◆ **Assignment**
Return all lines from the entries below in which the word "releases" is present.

◆ **Extracted records**
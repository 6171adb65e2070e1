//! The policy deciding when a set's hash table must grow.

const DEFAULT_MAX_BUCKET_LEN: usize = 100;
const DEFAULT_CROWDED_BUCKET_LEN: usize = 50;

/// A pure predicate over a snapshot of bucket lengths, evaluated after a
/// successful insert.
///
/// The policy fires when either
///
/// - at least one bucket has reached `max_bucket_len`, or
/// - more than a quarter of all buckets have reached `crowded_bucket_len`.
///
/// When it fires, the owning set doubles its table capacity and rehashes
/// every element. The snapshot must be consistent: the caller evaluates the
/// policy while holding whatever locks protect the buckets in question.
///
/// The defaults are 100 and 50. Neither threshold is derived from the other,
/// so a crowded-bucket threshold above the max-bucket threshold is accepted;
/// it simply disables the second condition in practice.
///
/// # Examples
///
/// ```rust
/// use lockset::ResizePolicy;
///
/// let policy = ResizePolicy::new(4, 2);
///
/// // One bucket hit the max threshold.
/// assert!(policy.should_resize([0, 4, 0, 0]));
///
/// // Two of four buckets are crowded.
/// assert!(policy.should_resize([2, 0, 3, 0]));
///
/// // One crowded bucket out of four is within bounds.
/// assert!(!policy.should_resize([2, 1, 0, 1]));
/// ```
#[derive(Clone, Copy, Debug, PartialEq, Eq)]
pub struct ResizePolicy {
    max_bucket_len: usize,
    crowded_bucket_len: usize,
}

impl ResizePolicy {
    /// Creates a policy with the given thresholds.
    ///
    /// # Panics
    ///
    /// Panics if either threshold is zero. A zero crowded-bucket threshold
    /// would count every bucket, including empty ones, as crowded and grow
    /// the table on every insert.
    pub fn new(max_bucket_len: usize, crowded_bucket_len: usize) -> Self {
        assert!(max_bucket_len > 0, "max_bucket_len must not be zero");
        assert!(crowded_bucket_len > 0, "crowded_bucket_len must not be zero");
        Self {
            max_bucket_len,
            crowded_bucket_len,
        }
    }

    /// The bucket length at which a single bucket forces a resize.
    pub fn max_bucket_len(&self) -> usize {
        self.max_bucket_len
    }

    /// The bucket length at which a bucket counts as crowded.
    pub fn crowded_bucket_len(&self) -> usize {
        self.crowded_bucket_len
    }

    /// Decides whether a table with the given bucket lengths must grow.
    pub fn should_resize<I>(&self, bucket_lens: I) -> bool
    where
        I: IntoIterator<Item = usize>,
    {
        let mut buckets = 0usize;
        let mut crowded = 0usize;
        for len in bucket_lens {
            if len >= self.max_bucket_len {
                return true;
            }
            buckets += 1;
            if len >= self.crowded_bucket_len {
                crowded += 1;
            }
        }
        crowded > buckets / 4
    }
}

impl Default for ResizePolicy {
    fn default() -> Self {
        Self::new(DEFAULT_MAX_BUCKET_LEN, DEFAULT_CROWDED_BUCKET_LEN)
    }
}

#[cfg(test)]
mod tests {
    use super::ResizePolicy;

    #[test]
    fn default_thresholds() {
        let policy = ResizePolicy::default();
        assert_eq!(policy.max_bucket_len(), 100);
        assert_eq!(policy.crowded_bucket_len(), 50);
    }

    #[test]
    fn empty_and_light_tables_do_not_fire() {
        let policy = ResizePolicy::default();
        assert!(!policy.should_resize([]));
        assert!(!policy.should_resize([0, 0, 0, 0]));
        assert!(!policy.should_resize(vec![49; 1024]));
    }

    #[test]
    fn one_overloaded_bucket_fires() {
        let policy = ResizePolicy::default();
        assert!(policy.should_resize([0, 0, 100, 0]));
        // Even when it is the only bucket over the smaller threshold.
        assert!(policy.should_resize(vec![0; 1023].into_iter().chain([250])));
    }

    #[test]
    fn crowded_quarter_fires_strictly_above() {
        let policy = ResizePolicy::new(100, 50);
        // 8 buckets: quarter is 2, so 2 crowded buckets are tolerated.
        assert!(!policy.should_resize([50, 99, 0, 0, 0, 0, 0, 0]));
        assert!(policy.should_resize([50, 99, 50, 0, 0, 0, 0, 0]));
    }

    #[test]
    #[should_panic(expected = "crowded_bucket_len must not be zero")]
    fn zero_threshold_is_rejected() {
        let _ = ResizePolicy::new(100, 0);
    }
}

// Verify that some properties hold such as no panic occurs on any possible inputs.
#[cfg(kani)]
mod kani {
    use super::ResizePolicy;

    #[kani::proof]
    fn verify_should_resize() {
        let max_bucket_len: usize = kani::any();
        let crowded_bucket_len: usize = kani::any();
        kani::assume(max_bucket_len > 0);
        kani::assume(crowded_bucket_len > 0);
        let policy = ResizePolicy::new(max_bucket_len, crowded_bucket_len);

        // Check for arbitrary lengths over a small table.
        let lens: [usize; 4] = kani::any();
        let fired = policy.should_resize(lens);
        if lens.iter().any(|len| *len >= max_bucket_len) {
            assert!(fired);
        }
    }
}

==

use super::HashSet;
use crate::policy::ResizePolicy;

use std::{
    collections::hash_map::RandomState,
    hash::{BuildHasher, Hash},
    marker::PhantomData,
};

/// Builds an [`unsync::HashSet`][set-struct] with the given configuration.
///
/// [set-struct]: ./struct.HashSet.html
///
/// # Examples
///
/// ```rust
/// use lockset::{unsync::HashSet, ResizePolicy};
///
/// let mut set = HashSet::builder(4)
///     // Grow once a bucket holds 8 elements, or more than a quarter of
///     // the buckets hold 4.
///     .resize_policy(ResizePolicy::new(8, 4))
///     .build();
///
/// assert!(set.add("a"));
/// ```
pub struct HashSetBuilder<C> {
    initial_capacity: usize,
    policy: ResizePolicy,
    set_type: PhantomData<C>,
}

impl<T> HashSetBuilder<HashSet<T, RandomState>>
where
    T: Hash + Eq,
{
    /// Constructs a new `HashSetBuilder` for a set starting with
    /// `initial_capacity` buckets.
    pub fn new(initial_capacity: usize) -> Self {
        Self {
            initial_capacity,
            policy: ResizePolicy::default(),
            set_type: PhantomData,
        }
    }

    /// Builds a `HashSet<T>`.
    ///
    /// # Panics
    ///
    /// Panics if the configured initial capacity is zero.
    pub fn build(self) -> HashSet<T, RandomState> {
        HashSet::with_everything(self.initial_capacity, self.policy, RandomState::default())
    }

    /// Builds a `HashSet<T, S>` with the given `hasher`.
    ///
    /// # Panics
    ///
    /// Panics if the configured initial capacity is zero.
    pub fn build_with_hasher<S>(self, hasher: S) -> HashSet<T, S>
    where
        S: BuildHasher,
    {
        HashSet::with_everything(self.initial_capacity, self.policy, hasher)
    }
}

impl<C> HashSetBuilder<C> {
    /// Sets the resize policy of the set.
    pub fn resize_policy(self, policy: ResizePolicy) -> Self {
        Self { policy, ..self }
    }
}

--

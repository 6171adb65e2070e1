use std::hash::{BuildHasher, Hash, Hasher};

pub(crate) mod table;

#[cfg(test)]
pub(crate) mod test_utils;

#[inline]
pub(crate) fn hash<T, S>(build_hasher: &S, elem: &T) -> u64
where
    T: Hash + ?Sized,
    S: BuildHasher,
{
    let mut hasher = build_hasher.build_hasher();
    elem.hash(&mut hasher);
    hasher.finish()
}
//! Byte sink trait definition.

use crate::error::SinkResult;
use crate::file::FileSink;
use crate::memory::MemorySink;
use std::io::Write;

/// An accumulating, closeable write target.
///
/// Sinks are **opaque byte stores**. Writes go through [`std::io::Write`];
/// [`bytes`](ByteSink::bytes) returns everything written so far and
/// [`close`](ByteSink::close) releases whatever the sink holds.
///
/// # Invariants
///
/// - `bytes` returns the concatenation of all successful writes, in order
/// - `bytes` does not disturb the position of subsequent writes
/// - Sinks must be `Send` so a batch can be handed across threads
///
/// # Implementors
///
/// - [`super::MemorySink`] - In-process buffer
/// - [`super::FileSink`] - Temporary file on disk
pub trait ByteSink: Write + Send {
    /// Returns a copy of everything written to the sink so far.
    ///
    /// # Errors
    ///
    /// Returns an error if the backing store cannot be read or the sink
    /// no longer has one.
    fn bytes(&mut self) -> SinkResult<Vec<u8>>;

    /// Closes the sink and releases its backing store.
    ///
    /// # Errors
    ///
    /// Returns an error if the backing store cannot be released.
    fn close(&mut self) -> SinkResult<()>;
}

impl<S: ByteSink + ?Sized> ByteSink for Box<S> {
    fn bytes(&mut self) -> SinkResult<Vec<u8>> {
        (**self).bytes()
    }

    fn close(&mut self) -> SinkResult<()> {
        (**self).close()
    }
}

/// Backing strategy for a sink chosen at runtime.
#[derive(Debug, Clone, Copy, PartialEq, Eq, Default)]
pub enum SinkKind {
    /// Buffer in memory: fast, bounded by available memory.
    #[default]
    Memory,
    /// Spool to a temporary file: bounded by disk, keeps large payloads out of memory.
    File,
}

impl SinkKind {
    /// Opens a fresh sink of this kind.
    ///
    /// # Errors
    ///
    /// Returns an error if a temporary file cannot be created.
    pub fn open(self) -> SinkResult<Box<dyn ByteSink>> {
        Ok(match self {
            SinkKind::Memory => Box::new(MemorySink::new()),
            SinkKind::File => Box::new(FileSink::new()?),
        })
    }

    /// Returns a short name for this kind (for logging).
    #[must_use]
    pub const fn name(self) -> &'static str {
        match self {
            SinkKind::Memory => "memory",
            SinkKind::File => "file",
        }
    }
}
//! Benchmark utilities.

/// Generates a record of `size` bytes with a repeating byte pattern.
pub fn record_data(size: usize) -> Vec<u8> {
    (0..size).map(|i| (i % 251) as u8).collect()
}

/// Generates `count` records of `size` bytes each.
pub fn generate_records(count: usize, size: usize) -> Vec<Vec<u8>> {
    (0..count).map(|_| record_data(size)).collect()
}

◆ **Output for this task**
/// [`close`](ByteSink::close) releases whatever the sink holds.
    /// Closes the sink and releases its backing store.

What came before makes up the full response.